Does Emergency SOS send my location to emergency contacts?
Emergency SOS can notify your emergency contacts after an emergency call and may share your location with them for a period of time. That is why it is worth checking who your emergency contacts are. They should be people you trust and people who would know what to do if they received an alert from you.
Should I turn off iPhone location services for privacy?
You do not have to treat every location setting the same way. For regular apps, it makes sense to be strict. Many apps do not need precise location or background access. But emergency features are different. A better approach is to review app permissions carefully while keeping safety features in mind.
How do I check which apps can use my location on iPhone?
Go to Settings > Privacy & Security > Location Services. From there, review each app. If an app does not need your location, turn it off. If it only needs location while you use it, choose While Using the App. For some apps, turning off Precise Location may be enough.
How do I update emergency contacts on iPhone?

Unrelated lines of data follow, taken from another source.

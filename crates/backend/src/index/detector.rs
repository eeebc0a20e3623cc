//! ChangeDetector - persisted per-file, per-mode staleness records
//!
//! One JSON table keyed by normalized absolute path. Each entry holds one
//! [`ModeRecord`] per chunking mode the file was indexed in; an entry whose
//! last mode record is removed is deleted outright.
//!
//! Every mutation rewrites the whole table (temp file + rename) while the
//! table lock is held, so a `classify` issued after any mutation returns
//! sees that mutation.

use std::{
  collections::{BTreeMap, BTreeSet},
  path::{Path, PathBuf},
  sync::{Mutex, MutexGuard, PoisonError},
};

use chrono::{DateTime, Utc};
use serde::{Deserialize, Serialize};
use tracing::{debug, info, trace, warn};

use super::{FileStat, hash_file, write_json_atomic};
use crate::domain::mode::ChunkingMode;

/// Two mtimes closer than this are considered equal
pub const MTIME_TOLERANCE_SECS: f64 = 1.0;

#[derive(Debug, thiserror::Error)]
pub enum DetectorError {
  #[error("Failed to read {path}: {source}")]
  Stat {
    path: PathBuf,
    #[source]
    source: std::io::Error,
  },
  #[error("Failed to persist metadata table: {0}")]
  Persist(#[source] std::io::Error),
}

/// Staleness record for one file in one mode
#[derive(Debug, Clone, PartialEq, Serialize, Deserialize)]
pub struct ModeRecord {
  pub content_hash: String,
  /// Seconds since the Unix epoch
  pub mtime: f64,
  pub size: u64,
  pub indexed_at: DateTime<Utc>,
  pub chunk_count: usize,
  pub chunk_sizes: Vec<usize>,
}

#[derive(Debug, Clone, PartialEq, Serialize, Deserialize)]
pub struct FileRecord {
  pub path: PathBuf,
  pub modes: BTreeMap<ChunkingMode, ModeRecord>,
}

/// Split of a candidate list into files to (re)index and files to skip
#[derive(Debug, Default, Clone, PartialEq)]
pub struct Classification {
  pub needs_index: Vec<PathBuf>,
  pub can_skip: Vec<PathBuf>,
}

#[derive(Debug, Default, Clone, PartialEq, Serialize)]
pub struct ModeStats {
  pub files: usize,
  pub chunks: usize,
}

#[derive(Debug, Default, Clone, PartialEq, Serialize)]
pub struct DetectorStats {
  pub total_files: usize,
  pub modes: BTreeMap<ChunkingMode, ModeStats>,
}

type Table = BTreeMap<PathBuf, FileRecord>;

pub struct ChangeDetector {
  table_path: PathBuf,
  records: Mutex<Table>,
}

impl ChangeDetector {
  /// Open (or start) the table stored at `table_path`.
  ///
  /// A missing file starts an empty table. An unreadable or corrupt file is
  /// logged and replaced by an empty table on the next write.
  pub fn open(table_path: impl Into<PathBuf>) -> Self {
    let table_path = table_path.into();
    let records = match std::fs::read(&table_path) {
      Ok(bytes) => match serde_json::from_slice::<Table>(&bytes) {
        Ok(table) => {
          info!(path = %table_path.display(), files = table.len(), "Loaded file metadata");
          table
        }
        Err(e) => {
          warn!(path = %table_path.display(), error = %e, "Corrupt file metadata, starting empty");
          Table::new()
        }
      },
      Err(e) if e.kind() == std::io::ErrorKind::NotFound => Table::new(),
      Err(e) => {
        warn!(path = %table_path.display(), error = %e, "Cannot read file metadata, starting empty");
        Table::new()
      }
    };

    Self {
      table_path,
      records: Mutex::new(records),
    }
  }

  pub fn table_path(&self) -> &Path {
    &self.table_path
  }

  fn lock(&self) -> MutexGuard<'_, Table> {
    self.records.lock().unwrap_or_else(PoisonError::into_inner)
  }

  fn persist(&self, table: &Table) -> Result<(), DetectorError> {
    write_json_atomic(&self.table_path, table).map_err(DetectorError::Persist)
  }

  // ==========================================================================
  // Staleness checks
  // ==========================================================================

  /// Full check: content hash, size and mtime must all match the stored record.
  /// A missing record or any read failure means the file needs indexing.
  pub fn classify(&self, paths: &[PathBuf], mode: ChunkingMode) -> Classification {
    let snapshot: BTreeMap<PathBuf, ModeRecord> = {
      let table = self.lock();
      paths
        .iter()
        .filter_map(|p| {
          table
            .get(p)
            .and_then(|r| r.modes.get(&mode))
            .map(|m| (p.clone(), m.clone()))
        })
        .collect()
    };

    let mut result = Classification::default();
    for path in paths {
      let unchanged = snapshot.get(path).is_some_and(|stored| is_unchanged(path, stored));
      if unchanged {
        result.can_skip.push(path.clone());
      } else {
        result.needs_index.push(path.clone());
      }
    }

    debug!(
      mode = %mode,
      needs_index = result.needs_index.len(),
      can_skip = result.can_skip.len(),
      "Classified files"
    );
    result
  }

  /// Cheap check used on the real-time path: mtime (within tolerance) and
  /// size only, no hashing. An edit that keeps the size and lands within the
  /// mtime tolerance is not detected here; the next full classify catches it.
  pub fn fast_needs_indexing(&self, path: &Path, mode: ChunkingMode) -> bool {
    let stored = {
      let table = self.lock();
      match table.get(path).and_then(|r| r.modes.get(&mode)) {
        Some(m) => (m.mtime, m.size),
        None => return true,
      }
    };

    match FileStat::read(path) {
      Ok(stat) => (stat.mtime - stored.0).abs() >= MTIME_TOLERANCE_SECS || stat.size != stored.1,
      Err(_) => true,
    }
  }

  // ==========================================================================
  // Mutations
  // ==========================================================================

  /// Record a successful index of `path` in `mode`
  pub fn update(
    &self,
    path: &Path,
    mode: ChunkingMode,
    chunk_count: usize,
    chunk_sizes: Vec<usize>,
  ) -> Result<(), DetectorError> {
    let stat_err = |source| DetectorError::Stat {
      path: path.to_path_buf(),
      source,
    };
    let stat = FileStat::read(path).map_err(stat_err)?;
    let content_hash = hash_file(path).map_err(stat_err)?;

    let record = ModeRecord {
      content_hash,
      mtime: stat.mtime,
      size: stat.size,
      indexed_at: Utc::now(),
      chunk_count,
      chunk_sizes,
    };

    let mut table = self.lock();
    table
      .entry(path.to_path_buf())
      .or_insert_with(|| FileRecord {
        path: path.to_path_buf(),
        modes: BTreeMap::new(),
      })
      .modes
      .insert(mode, record);
    trace!(path = %path.display(), mode = %mode, chunk_count, "Updated file metadata");
    self.persist(&table)
  }

  /// Remove one mode's record, or the whole entry when `mode` is `None` or
  /// the removed mode was the last one. Returns whether anything was removed.
  pub fn remove(&self, path: &Path, mode: Option<ChunkingMode>) -> Result<bool, DetectorError> {
    let mut table = self.lock();
    let removed = remove_locked(&mut table, path, mode);
    if removed {
      trace!(path = %path.display(), mode = ?mode, "Removed file metadata");
      self.persist(&table)?;
    }
    Ok(removed)
  }

  /// Drop records under `folder` (one mode or all). Returns the number of
  /// files whose metadata changed.
  pub fn clear_folder(&self, folder: &Path, mode: Option<ChunkingMode>) -> Result<usize, DetectorError> {
    let mut table = self.lock();
    let targets: Vec<PathBuf> = table.keys().filter(|p| p.starts_with(folder)).cloned().collect();

    let removed = targets
      .iter()
      .filter(|p| remove_locked(&mut table, p, mode))
      .count();

    if removed > 0 {
      info!(folder = %folder.display(), mode = ?mode, removed, "Cleared folder metadata");
      self.persist(&table)?;
    }
    Ok(removed)
  }

  /// Drop records whose file no longer exists
  pub fn cleanup_orphaned(&self) -> Result<usize, DetectorError> {
    let mut table = self.lock();
    let before = table.len();
    table.retain(|path, _| path.exists());
    let removed = before - table.len();

    if removed > 0 {
      info!(removed, "Removed orphaned file metadata");
      self.persist(&table)?;
    }
    Ok(removed)
  }

  pub fn clear_all(&self) -> Result<(), DetectorError> {
    let mut table = self.lock();
    table.clear();
    info!("Cleared all file metadata");
    self.persist(&table)
  }

  // ==========================================================================
  // Queries
  // ==========================================================================

  pub fn record(&self, path: &Path) -> Option<FileRecord> {
    self.lock().get(path).cloned()
  }

  pub fn has_mode(&self, path: &Path, mode: ChunkingMode) -> bool {
    self.lock().get(path).is_some_and(|r| r.modes.contains_key(&mode))
  }

  pub fn files_for_mode(&self, mode: ChunkingMode) -> Vec<PathBuf> {
    self
      .lock()
      .values()
      .filter(|r| r.modes.contains_key(&mode))
      .map(|r| r.path.clone())
      .collect()
  }

  /// Parent directories of indexed files with the modes indexed there
  pub fn indexed_folders(&self) -> BTreeMap<PathBuf, BTreeSet<ChunkingMode>> {
    let mut folders: BTreeMap<PathBuf, BTreeSet<ChunkingMode>> = BTreeMap::new();
    for record in self.lock().values() {
      if let Some(parent) = record.path.parent() {
        folders
          .entry(parent.to_path_buf())
          .or_default()
          .extend(record.modes.keys().copied());
      }
    }
    folders
  }

  pub fn stats(&self) -> DetectorStats {
    let table = self.lock();
    let mut stats = DetectorStats {
      total_files: table.len(),
      modes: BTreeMap::new(),
    };
    for record in table.values() {
      for (mode, m) in &record.modes {
        let entry = stats.modes.entry(*mode).or_default();
        entry.files += 1;
        entry.chunks += m.chunk_count;
      }
    }
    stats
  }

  pub fn len(&self) -> usize {
    self.lock().len()
  }

  pub fn is_empty(&self) -> bool {
    self.lock().is_empty()
  }
}

fn remove_locked(table: &mut Table, path: &Path, mode: Option<ChunkingMode>) -> bool {
  match mode {
    None => table.remove(path).is_some(),
    Some(mode) => {
      let Some(record) = table.get_mut(path) else {
        return false;
      };
      let removed = record.modes.remove(&mode).is_some();
      if record.modes.is_empty() {
        table.remove(path);
      }
      removed
    }
  }
}

fn is_unchanged(path: &Path, stored: &ModeRecord) -> bool {
  let Ok(stat) = FileStat::read(path) else {
    return false;
  };
  if stat.size != stored.size || (stat.mtime - stored.mtime).abs() >= MTIME_TOLERANCE_SECS {
    return false;
  }
  match hash_file(path) {
    Ok(hash) => !hash.is_empty() && hash == stored.content_hash,
    Err(_) => false,
  }
}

You can update emergency contacts through the Health app. Open your profile, go to Medical ID, and review the people listed there. If someone is no longer the right person to contact in an emergency, change it. Emergency contacts should be reachable, trusted, and useful in a real emergency.
What is Medical ID on iPhone, and should I set it up?
Medical ID is a place to store important emergency information, such as allergies, medical conditions, medications, and emergency contacts. You do not need to write a long medical history. Just include the details that could matter if you could not speak for yourself.